What this task involves ▸ Every line containing "ServerError" should be copied out. Go through the entries and find them.

--

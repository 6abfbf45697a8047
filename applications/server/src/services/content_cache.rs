/// Content cache - media and cover files on disk
///
/// ```text
/// <root>/content/tracks/<id>.<ext>
/// <root>/content/videos/<id>.<ext>
/// <root>/covers/<kinds>/<id>.<ext>
/// ```
///
/// When the tree outgrows `size_limit`, the least-viewed tracks and videos
/// that are older than `minimum_age` are deleted first.
use crate::error::{Result, ServerError};
use chrono::Utc;
use libra_core::{ByteSize, CatalogStore, HumanDuration, LibraError, PlayableKind};
use std::{
    collections::HashMap,
    path::{Path, PathBuf},
    sync::Arc,
};
use tokio::{fs, task::JoinHandle};
use tokio_util::sync::CancellationToken;
use tracing::{debug, error, info, warn};
use walkdir::WalkDir;

const CONTENT_KINDS: [PlayableKind; 2] = [PlayableKind::Track, PlayableKind::Video];

/// Result of one eviction sweep
#[derive(Debug, Clone, Default, PartialEq, Eq)]
pub struct SweepReport {
    /// Evicted entries, least-viewed first
    pub evicted: Vec<(PlayableKind, String)>,
    pub freed_bytes: u64,
    pub remaining_bytes: u64,
}

#[derive(Debug, Clone)]
pub struct ContentCache {
    root: PathBuf,
    size_limit: ByteSize,
    minimum_age: HumanDuration,
    error_warnings: bool,
}

/// Eviction candidate
struct Candidate {
    kind: PlayableKind,
    id: String,
    views: i64,
    path: PathBuf,
}

impl ContentCache {
    pub fn new(root: PathBuf, size_limit: ByteSize, minimum_age: HumanDuration) -> Self {
        Self {
            root,
            size_limit,
            minimum_age,
            error_warnings: false,
        }
    }

    /// Report sweep warnings at error level
    pub fn with_error_warnings(mut self, enabled: bool) -> Self {
        self.error_warnings = enabled;
        self
    }

    pub fn root(&self) -> &Path {
        &self.root
    }

    /// Create the directory tree
    pub async fn initialize(&self) -> Result<()> {
        for kind in CONTENT_KINDS {
            fs::create_dir_all(self.content_dir(kind)?).await?;
        }
        for kind in PlayableKind::CATALOG {
            fs::create_dir_all(self.cover_dir(kind)).await?;
        }
        Ok(())
    }

    fn content_dir(&self, kind: PlayableKind) -> Result<PathBuf> {
        if !CONTENT_KINDS.contains(&kind) {
            return Err(LibraError::UnsupportedMediaType(kind.to_string()).into());
        }
        Ok(self.root.join("content").join(kind.plural()))
    }

    fn cover_dir(&self, kind: PlayableKind) -> PathBuf {
        self.root.join("covers").join(kind.plural())
    }

    /// Whether any file in the content directory has `id` as its stem
    pub async fn is_content_stored(&self, kind: PlayableKind, id: &str) -> Result<bool> {
        Ok(self.content_path(kind, id).await?.is_some())
    }

    /// Path of the stored content for `id`, if any
    pub async fn content_path(&self, kind: PlayableKind, id: &str) -> Result<Option<PathBuf>> {
        let dir = self.content_dir(kind)?;
        find_by_stem(&dir, id).await
    }

    /// Store media bytes for a track or video, replacing earlier content
    pub async fn store_content(
        &self,
        kind: PlayableKind,
        id: &str,
        data: &[u8],
        extension: &str,
    ) -> Result<PathBuf> {
        let dir = self.content_dir(kind)?;
        write_replacing(&dir, id, data, extension).await
    }

    /// Store cover art for any catalog kind
    pub async fn store_cover(
        &self,
        kind: PlayableKind,
        id: &str,
        data: &[u8],
        extension: &str,
    ) -> Result<PathBuf> {
        if kind == PlayableKind::User {
            return Err(LibraError::UnsupportedMediaType(kind.to_string()).into());
        }
        write_replacing(&self.cover_dir(kind), id, data, extension).await
    }

    /// Evict least-viewed, old-enough content until the tree fits `size_limit`
    ///
    /// Per-file failures are logged and skipped. Files written after the
    /// directory scan are not considered until the next sweep.
    pub async fn clean_overfilled_storage(&self, catalog: &dyn CatalogStore) -> Result<SweepReport> {
        let root = self.root.clone();
        let (on_disk, total) = tokio::task::spawn_blocking(move || scan(&root))
            .await
            .map_err(|e| ServerError::Internal(format!("cache scan panicked: {e}")))?;

        let mut report = SweepReport {
            remaining_bytes: total,
            ..SweepReport::default()
        };
        if self.size_limit.is_zero() || total <= self.size_limit.bytes() {
            debug!(total, limit = self.size_limit.bytes(), "cache within limit");
            return Ok(report);
        }

        let cutoff = Utc::now().timestamp() - self.minimum_age.num_seconds();
        let mut candidates = Vec::new();
        for track in catalog.get_all_tracks().await? {
            if let Some(path) = on_disk.get(&(PlayableKind::Track, track.id.clone())) {
                if track.addition_date <= cutoff {
                    candidates.push(Candidate {
                        kind: PlayableKind::Track,
                        id: track.id,
                        views: track.listen_count,
                        path: path.clone(),
                    });
                }
            }
        }
        for video in catalog.get_all_videos().await? {
            if let Some(path) = on_disk.get(&(PlayableKind::Video, video.id.clone())) {
                if video.addition_date <= cutoff {
                    candidates.push(Candidate {
                        kind: PlayableKind::Video,
                        id: video.id,
                        views: video.watch_count,
                        path: path.clone(),
                    });
                }
            }
        }
        candidates.sort_by(|a, b| a.views.cmp(&b.views).then_with(|| a.id.cmp(&b.id)));

        let mut candidates = candidates.into_iter();
        while report.remaining_bytes > self.size_limit.bytes() {
            let Some(candidate) = candidates.next() else {
                self.warn(&format!(
                    "storage overfilled, no evictable items ({} of {} bytes used)",
                    report.remaining_bytes,
                    self.size_limit.bytes()
                ));
                break;
            };

            let mut freed = remove_file_sized(&candidate.path).await;
            let cover_dir = self.cover_dir(candidate.kind);
            for cover in files_with_stem_prefix(&cover_dir, &candidate.id).await {
                freed += remove_file_sized(&cover).await;
            }

            info!(
                kind = %candidate.kind,
                id = %candidate.id,
                views = candidate.views,
                freed,
                "evicted cached content"
            );
            report.freed_bytes += freed;
            report.remaining_bytes = report.remaining_bytes.saturating_sub(freed);
            report.evicted.push((candidate.kind, candidate.id));
        }

        Ok(report)
    }

    /// Sweep every `interval` until `cancel` fires
    ///
    /// Expired token blacklist entries are purged on the same schedule.
    pub fn spawn_sweeper(
        self: Arc<Self>,
        catalog: Arc<dyn CatalogStore>,
        interval: HumanDuration,
        cancel: CancellationToken,
    ) -> JoinHandle<()> {
        let period = interval.to_std().max(std::time::Duration::from_secs(1));
        tokio::spawn(async move {
            let mut ticker = tokio::time::interval(period);
            // The first tick completes immediately; startup already swept.
            ticker.tick().await;
            loop {
                tokio::select! {
                    () = cancel.cancelled() => break,
                    _ = ticker.tick() => {}
                }
                if let Err(e) = self.clean_overfilled_storage(catalog.as_ref()).await {
                    self.warn(&format!("cache sweep failed: {e}"));
                }
                if let Err(e) = catalog.clean_expired_tokens().await {
                    self.warn(&format!("token cleanup failed: {e}"));
                }
            }
            debug!("cache sweeper stopped");
        })
    }

    fn warn(&self, message: &str) {
        if self.error_warnings {
            error!("{}", message);
        } else {
            warn!("{}", message);
        }
    }
}

/// Content files keyed by `(kind, id)` and the byte total of the whole tree
fn scan(root: &Path) -> (HashMap<(PlayableKind, String), PathBuf>, u64) {
    let mut on_disk = HashMap::new();
    for kind in CONTENT_KINDS {
        let dir = root.join("content").join(kind.plural());
        for entry in WalkDir::new(&dir)
            .min_depth(1)
            .max_depth(1)
            .into_iter()
            .filter_map(std::result::Result::ok)
            .filter(|e| e.file_type().is_file())
        {
            if let Some(stem) = entry.path().file_stem().and_then(|s| s.to_str()) {
                if !stem.starts_with('.') {
                    on_disk.insert((kind, stem.to_string()), entry.path().to_path_buf());
                }
            }
        }
    }

    let total = WalkDir::new(root)
        .into_iter()
        .filter_map(std::result::Result::ok)
        .filter(|e| e.file_type().is_file())
        .filter_map(|e| e.metadata().ok())
        .map(|m| m.len())
        .sum();

    (on_disk, total)
}

async fn find_by_stem(dir: &Path, id: &str) -> Result<Option<PathBuf>> {
    let mut entries = match fs::read_dir(dir).await {
        Ok(entries) => entries,
        Err(e) if e.kind() == std::io::ErrorKind::NotFound => return Ok(None),
        Err(e) => return Err(e.into()),
    };
    while let Some(entry) = entries.next_entry().await? {
        let path = entry.path();
        if path.file_stem().and_then(|s| s.to_str()) == Some(id) && path.is_file() {
            return Ok(Some(path));
        }
    }
    Ok(None)
}

async fn files_with_stem_prefix(dir: &Path, id: &str) -> Vec<PathBuf> {
    let mut found = Vec::new();
    let Ok(mut entries) = fs::read_dir(dir).await else {
        return found;
    };
    while let Ok(Some(entry)) = entries.next_entry().await {
        let path = entry.path();
        let matches = path
            .file_stem()
            .and_then(|s| s.to_str())
            .is_some_and(|stem| stem.starts_with(id));
        if matches {
            found.push(path);
        }
    }
    found
}

/// Delete a file, returning its size, or 0 when that failed
async fn remove_file_sized(path: &Path) -> u64 {
    let size = match fs::metadata(path).await {
        Ok(meta) => meta.len(),
        Err(e) => {
            warn!(path = %path.display(), error = %e, "cannot stat cached file");
            return 0;
        }
    };
    match fs::remove_file(path).await {
        Ok(()) => size,
        Err(e) => {
            warn!(path = %path.display(), error = %e, "cannot delete cached file");
            0
        }
    }
}

/// Write through a temporary file, then drop other files with the same stem
async fn write_replacing(dir: &Path, id: &str, data: &[u8], extension: &str) -> Result<PathBuf> {
    if id.is_empty() || id.contains('/') || id.contains('\\') || id.starts_with('.') {
        return Err(LibraError::invalid_input(format!("invalid cache id {id:?}")).into());
    }
    let extension = extension.trim_start_matches('.');

    fs::create_dir_all(dir).await?;
    let path = dir.join(format!("{id}.{extension}"));
    let temp = dir.join(format!(".{id}.{extension}.tmp"));

    fs::write(&temp, data).await?;
    if let Err(e) = fs::rename(&temp, &path).await {
        let _ = fs::remove_file(&temp).await;
        return Err(e.into());
    }

    if let Ok(mut entries) = fs::read_dir(dir).await {
        while let Ok(Some(entry)) = entries.next_entry().await {
            let other = entry.path();
            if other != path && other.file_stem().and_then(|s| s.to_str()) == Some(id) {
                if let Err(e) = fs::remove_file(&other).await {
                    warn!(path = %other.display(), error = %e, "cannot remove stale cached file");
                }
            }
        }
    }

    Ok(path)
}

--

Answer box ▸
use crate::error::{Result, ServerError};
            .map_err(|e| ServerError::Internal(format!("cache scan panicked: {e}")))?;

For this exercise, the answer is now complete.